*Task to complete*.
Below are some records; write them all out again exactly.

*** Exercise materials Section Begins ***

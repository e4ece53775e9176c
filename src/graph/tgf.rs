//! Trivial Graph Format loader.
//!
//! Subgraph files list nodes, a `#` separator, then edges:
//!
//! ```text
//! 1234567890 0
//! 1234567891 1
//! #
//! 1234567890 1234567891 1
//! ```
//!
//! Node lines are `identifier owner-index`. Edge lines are
//! `identifier identifier [weight]`; the weight is accepted for
//! compatibility and ignored. Blank lines are skipped.

use super::subgraph::{LocalSubgraph, OwnerPair};
use super::GraphError;
use std::fs;
use std::path::Path;

/// Parse a subgraph from TGF text.
pub fn parse_tgf(input: &str) -> Result<LocalSubgraph, GraphError> {
    let mut lines = input.lines().enumerate();
    let mut nodes = Vec::new();

    for (index, raw) in lines.by_ref() {
        let line = raw.trim();
        if line.is_empty() {
            continue;
        }
        if line == "#" {
            break;
        }

        let fields: Vec<&str> = line.split_whitespace().collect();
        if fields.len() != 2 {
            return Err(GraphError::Parse {
                line: index + 1,
                reason: format!("expected `identifier owner`, got {} fields", fields.len()),
            });
        }
        let owner = fields[1].parse::<usize>().map_err(|e| GraphError::Parse {
            line: index + 1,
            reason: format!("invalid owner index '{}': {}", fields[1], e),
        })?;
        nodes.push(OwnerPair::new(fields[0], owner));
    }

    let mut graph = LocalSubgraph::new(nodes);

    for (index, raw) in lines {
        let line = raw.trim();
        if line.is_empty() {
            continue;
        }

        let fields: Vec<&str> = line.split_whitespace().collect();
        if !(2..=3).contains(&fields.len()) {
            return Err(GraphError::Parse {
                line: index + 1,
                reason: format!(
                    "expected `identifier identifier [weight]`, got {} fields",
                    fields.len()
                ),
            });
        }
        if let Some(weight) = fields.get(2) {
            weight.parse::<i64>().map_err(|e| GraphError::Parse {
                line: index + 1,
                reason: format!("invalid weight '{}': {}", weight, e),
            })?;
        }

        let a = resolve(&graph, fields[0], index + 1)?;
        let b = resolve(&graph, fields[1], index + 1)?;
        graph.add_edge(&a, &b);
    }

    Ok(graph)
}

/// Read a subgraph from a TGF file.
pub fn read_tgf(path: &Path) -> Result<LocalSubgraph, GraphError> {
    let contents = fs::read_to_string(path).map_err(|e| GraphError::Io {
        path: path.display().to_string(),
        reason: e.to_string(),
    })?;
    parse_tgf(&contents)
}

/// Render a subgraph as TGF (nodes and edges in sorted order, weight 1).
pub fn to_tgf(graph: &LocalSubgraph) -> String {
    let mut nodes: Vec<&OwnerPair> = graph.nodes().collect();
    nodes.sort();

    let mut out = String::new();
    for node in &nodes {
        out.push_str(&format!("{} {}\n", node.identifier, node.owner));
    }
    out.push_str("#\n");

    for node in &nodes {
        let mut self_loops = 0usize;
        for neighbor in graph.neighbors(node) {
            if neighbor == *node {
                // A self-loop appears twice in its own adjacency list
                self_loops += 1;
                if self_loops % 2 == 0 {
                    out.push_str(&format!("{} {} 1\n", node.identifier, node.identifier));
                }
            } else if *node < neighbor {
                out.push_str(&format!("{} {} 1\n", node.identifier, neighbor.identifier));
            }
        }
    }
    out
}

fn resolve(graph: &LocalSubgraph, identifier: &str, line: usize) -> Result<OwnerPair, GraphError> {
    graph
        .owner_of(identifier)
        .map(|owner| OwnerPair::new(identifier, owner))
        .ok_or_else(|| GraphError::UnknownNode {
            line,
            identifier: identifier.to_string(),
        })
}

*** Exercise materials Section Ends ***

*Result of this task*.
repository e4ece53775e9176c
filename src/graph/tgf.rs
//! Trivial Graph Format loader.
//!
//! Subgraph files list nodes, a `#` separator, then edges:
//!
//! ```text
//! 1234567890 0
//! 1234567891 1
//! #
//! 1234567890 1234567891 1
//! ```
//!
//! Node lines are `identifier owner-index`. Edge lines are
//! `identifier identifier [weight]`; the weight is accepted for
//! compatibility and ignored. Blank lines are skipped.

use super::subgraph::{LocalSubgraph, OwnerPair};
use super::GraphError;
use std::fs;
use std::path::Path;

/// Parse a subgraph from TGF text.
pub fn parse_tgf(input: &str) -> Result<LocalSubgraph, GraphError> {
    let mut lines = input.lines().enumerate();
    let mut nodes = Vec::new();

    for (index, raw) in lines.by_ref() {
        let line = raw.trim();
        if line.is_empty() {
            continue;
        }
        if line == "#" {
            break;
        }

        let fields: Vec<&str> = line.split_whitespace().collect();
        if fields.len() != 2 {
            return Err(GraphError::Parse {
                line: index + 1,
                reason: format!("expected `identifier owner`, got {} fields", fields.len()),
            });
        }
        let owner = fields[1].parse::<usize>().map_err(|e| GraphError::Parse {
            line: index + 1,
            reason: format!("invalid owner index '{}': {}", fields[1], e),
        })?;
        nodes.push(OwnerPair::new(fields[0], owner));
    }

    let mut graph = LocalSubgraph::new(nodes);

    for (index, raw) in lines {
        let line = raw.trim();
        if line.is_empty() {
            continue;
        }

        let fields: Vec<&str> = line.split_whitespace().collect();
        if !(2..=3).contains(&fields.len()) {
            return Err(GraphError::Parse {
                line: index + 1,
                reason: format!(
                    "expected `identifier identifier [weight]`, got {} fields",
                    fields.len()
                ),
            });
        }
        if let Some(weight) = fields.get(2) {
            weight.parse::<i64>().map_err(|e| GraphError::Parse {
                line: index + 1,
                reason: format!("invalid weight '{}': {}", weight, e),
            })?;
        }

        let a = resolve(&graph, fields[0], index + 1)?;
        let b = resolve(&graph, fields[1], index + 1)?;
        graph.add_edge(&a, &b);
    }

    Ok(graph)
}

/// Read a subgraph from a TGF file.
pub fn read_tgf(path: &Path) -> Result<LocalSubgraph, GraphError> {
    let contents = fs::read_to_string(path).map_err(|e| GraphError::Io {
        path: path.display().to_string(),
        reason: e.to_string(),
    })?;
    parse_tgf(&contents)
}

/// Render a subgraph as TGF (nodes and edges in sorted order, weight 1).
pub fn to_tgf(graph: &LocalSubgraph) -> String {
    let mut nodes: Vec<&OwnerPair> = graph.nodes().collect();
    nodes.sort();

    let mut out = String::new();
    for node in &nodes {
        out.push_str(&format!("{} {}\n", node.identifier, node.owner));
    }
    out.push_str("#\n");

    for node in &nodes {
        let mut self_loops = 0usize;
        for neighbor in graph.neighbors(node) {
            if neighbor == *node {
                // A self-loop appears twice in its own adjacency list
                self_loops += 1;
                if self_loops % 2 == 0 {
                    out.push_str(&format!("{} {} 1\n", node.identifier, node.identifier));
                }
            } else if *node < neighbor {
                out.push_str(&format!("{} {} 1\n", node.identifier, neighbor.identifier));
            }
        }
    }
    out
}

fn resolve(graph: &LocalSubgraph, identifier: &str, line: usize) -> Result<OwnerPair, GraphError> {
    graph
        .owner_of(identifier)
        .map(|owner| OwnerPair::new(identifier, owner))
        .ok_or_else(|| GraphError::UnknownNode {
            line,
            identifier: identifier.to_string(),
        })
}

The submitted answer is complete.